//! # Typed events routed through the manager.
//!
//! An [`Event`] is an immutable-after-construction value: a type tag, a random
//! correlation id, optional response linkage to a prior event, and a one-shot
//! emitter cell filled in just before publication. Events are shared as
//! `Arc<Event>` between the emitting task, the dispatch loop, and every
//! subscriber's mailbox.
//!
//! ## Identity
//! The `id` is a uniform random draw over `[1, i32::MAX]` taken at
//! construction. It is used for correlating responses to requests, not as a
//! process-wide unique key; the collision probability over that range is
//! accepted as negligible.
//!
//! ## Example
//! ```
//! use eventvisor::Event;
//!
//! let request = Event::new(10);
//! assert!(!request.is_response());
//! assert!(request.response_id().is_err());
//!
//! let response = Event::response_to(10, &request);
//! assert!(response.is_response());
//! assert_eq!(response.response_id().unwrap(), request.id());
//! ```

use std::sync::OnceLock;

use rand::Rng;

use crate::error::EventError;

/// Application-defined event type tag.
pub type EventType = u32;

/// Event type reserved for the shutdown broadcast.
///
/// Every participant is subscribed to this type automatically as soon as a
/// manager is attached. By convention a participant reacts to it by
/// unsubscribing itself and disabling its own scheduling; the core does not
/// enforce that reaction.
pub const EVENT_TYPE_SHUTDOWN: EventType = 0;

/// A typed, identified message broadcast through the manager.
///
/// Constructed once per logical event (and once more per response), then
/// shared by reference among all tasks that read it. Nothing is mutated after
/// construction except the emitter cell, which is written at most once before
/// the event is first published.
#[derive(Debug)]
pub struct Event {
    /// Application-defined type tag; `0` is reserved for shutdown.
    event_type: EventType,
    /// Random correlation id, drawn at construction.
    id: u64,
    /// Id of the event this one responds to, when constructed as a response.
    response_id: Option<u64>,
    /// Participant id of the emitter, written once before publication.
    emitter: OnceLock<u32>,
}

impl Event {
    /// Creates a plain event of the given type with a fresh random id.
    pub fn new(event_type: EventType) -> Self {
        Self {
            event_type,
            id: random_id(),
            response_id: None,
            emitter: OnceLock::new(),
        }
    }

    /// Creates a response to `request`.
    ///
    /// The response copies `request.id()` into its response linkage and draws
    /// its own independent random id.
    pub fn response_to(event_type: EventType, request: &Event) -> Self {
        Self {
            response_id: Some(request.id()),
            ..Self::new(event_type)
        }
    }

    /// Returns the type tag of the event.
    #[inline]
    pub fn event_type(&self) -> EventType {
        self.event_type
    }

    /// Returns the correlation id of the event.
    #[inline]
    pub fn id(&self) -> u64 {
        self.id
    }

    /// True if this event was constructed as a response to another event.
    #[inline]
    pub fn is_response(&self) -> bool {
        self.response_id.is_some()
    }

    /// Returns the id of the event this one responds to.
    ///
    /// Fails with [`EventError::NotAResponse`] on a plain event; reading the
    /// linkage of a non-response is a programming error, not a normal-path
    /// condition.
    pub fn response_id(&self) -> Result<u64, EventError> {
        self.response_id.ok_or(EventError::NotAResponse)
    }

    /// Returns the participant id of the emitter, if one was recorded.
    ///
    /// The dispatch loop uses this to suppress echoing an event back to its
    /// own emitter. Events emitted directly through
    /// [`Manager::emit`](crate::Manager::emit) carry no emitter and are
    /// delivered to every subscriber of their type.
    #[inline]
    pub fn emitter(&self) -> Option<u32> {
        self.emitter.get().copied()
    }

    /// Records the emitter of the event.
    ///
    /// May be called at most once, before the event is shared across tasks;
    /// returns `false` when an emitter was already recorded, leaving the
    /// first value in place. [`Endpoint::emit`](crate::Endpoint::emit) calls
    /// this on behalf of the emitting participant.
    pub fn set_emitter(&self, participant_id: u32) -> bool {
        self.emitter.set(participant_id).is_ok()
    }

    /// True if this is the reserved shutdown event.
    #[inline]
    pub fn is_shutdown(&self) -> bool {
        self.event_type == EVENT_TYPE_SHUTDOWN
    }
}

/// Uniform draw over `[1, i32::MAX]`.
fn random_id() -> u64 {
    rand::rng().random_range(1..=i32::MAX as u64)
}

#[cfg(test)]
mod tests {
    use super::*;

    #[test]
    fn plain_event_has_id_in_range_and_no_response() {
        let event = Event::new(10);
        assert_eq!(event.event_type(), 10);
        assert!(event.id() >= 1);
        assert!(event.id() <= i32::MAX as u64);
        assert!(!event.is_response());
        assert!(event.response_id().is_err());
        assert_eq!(event.emitter(), None);
    }

    #[test]
    fn independent_events_draw_distinct_ids() {
        // Collisions over [1, i32::MAX] are possible but vanishingly unlikely
        // for a handful of draws.
        let ids: Vec<u64> = (0..8).map(|_| Event::new(1).id()).collect();
        let mut deduped = ids.clone();
        deduped.sort_unstable();
        deduped.dedup();
        assert_eq!(ids.len(), deduped.len());
    }

    #[test]
    fn response_links_to_request_with_fresh_id() {
        let request = Event::new(10);
        let response = Event::response_to(10, &request);

        assert!(response.is_response());
        assert_eq!(response.response_id().unwrap(), request.id());
        assert_ne!(response.id(), request.id());
    }

    #[test]
    fn emitter_is_recorded_once() {
        let event = Event::new(3);
        assert!(event.set_emitter(7));
        assert!(!event.set_emitter(9));
        assert_eq!(event.emitter(), Some(7));
    }

    #[test]
    fn shutdown_type_is_reserved_zero() {
        assert_eq!(EVENT_TYPE_SHUTDOWN, 0);
        assert!(Event::new(EVENT_TYPE_SHUTDOWN).is_shutdown());
        assert!(!Event::new(1).is_shutdown());
    }
}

§ **Work request**: From the records above, give again exactly the lines running from the line with "pub struct Event" to the line with "fresh random id.", inclusive.

§ **Expected answer**:
pub struct Event {
    /// Application-defined type tag; `0` is reserved for shutdown.
    event_type: EventType,
    /// Random correlation id, drawn at construction.
    id: u64,
    /// Id of the event this one responds to, when constructed as a response.
    response_id: Option<u64>,
    /// Participant id of the emitter, written once before publication.
    emitter: OnceLock<u32>,
}

impl Event {
    /// Creates a plain event of the given type with a fresh random id.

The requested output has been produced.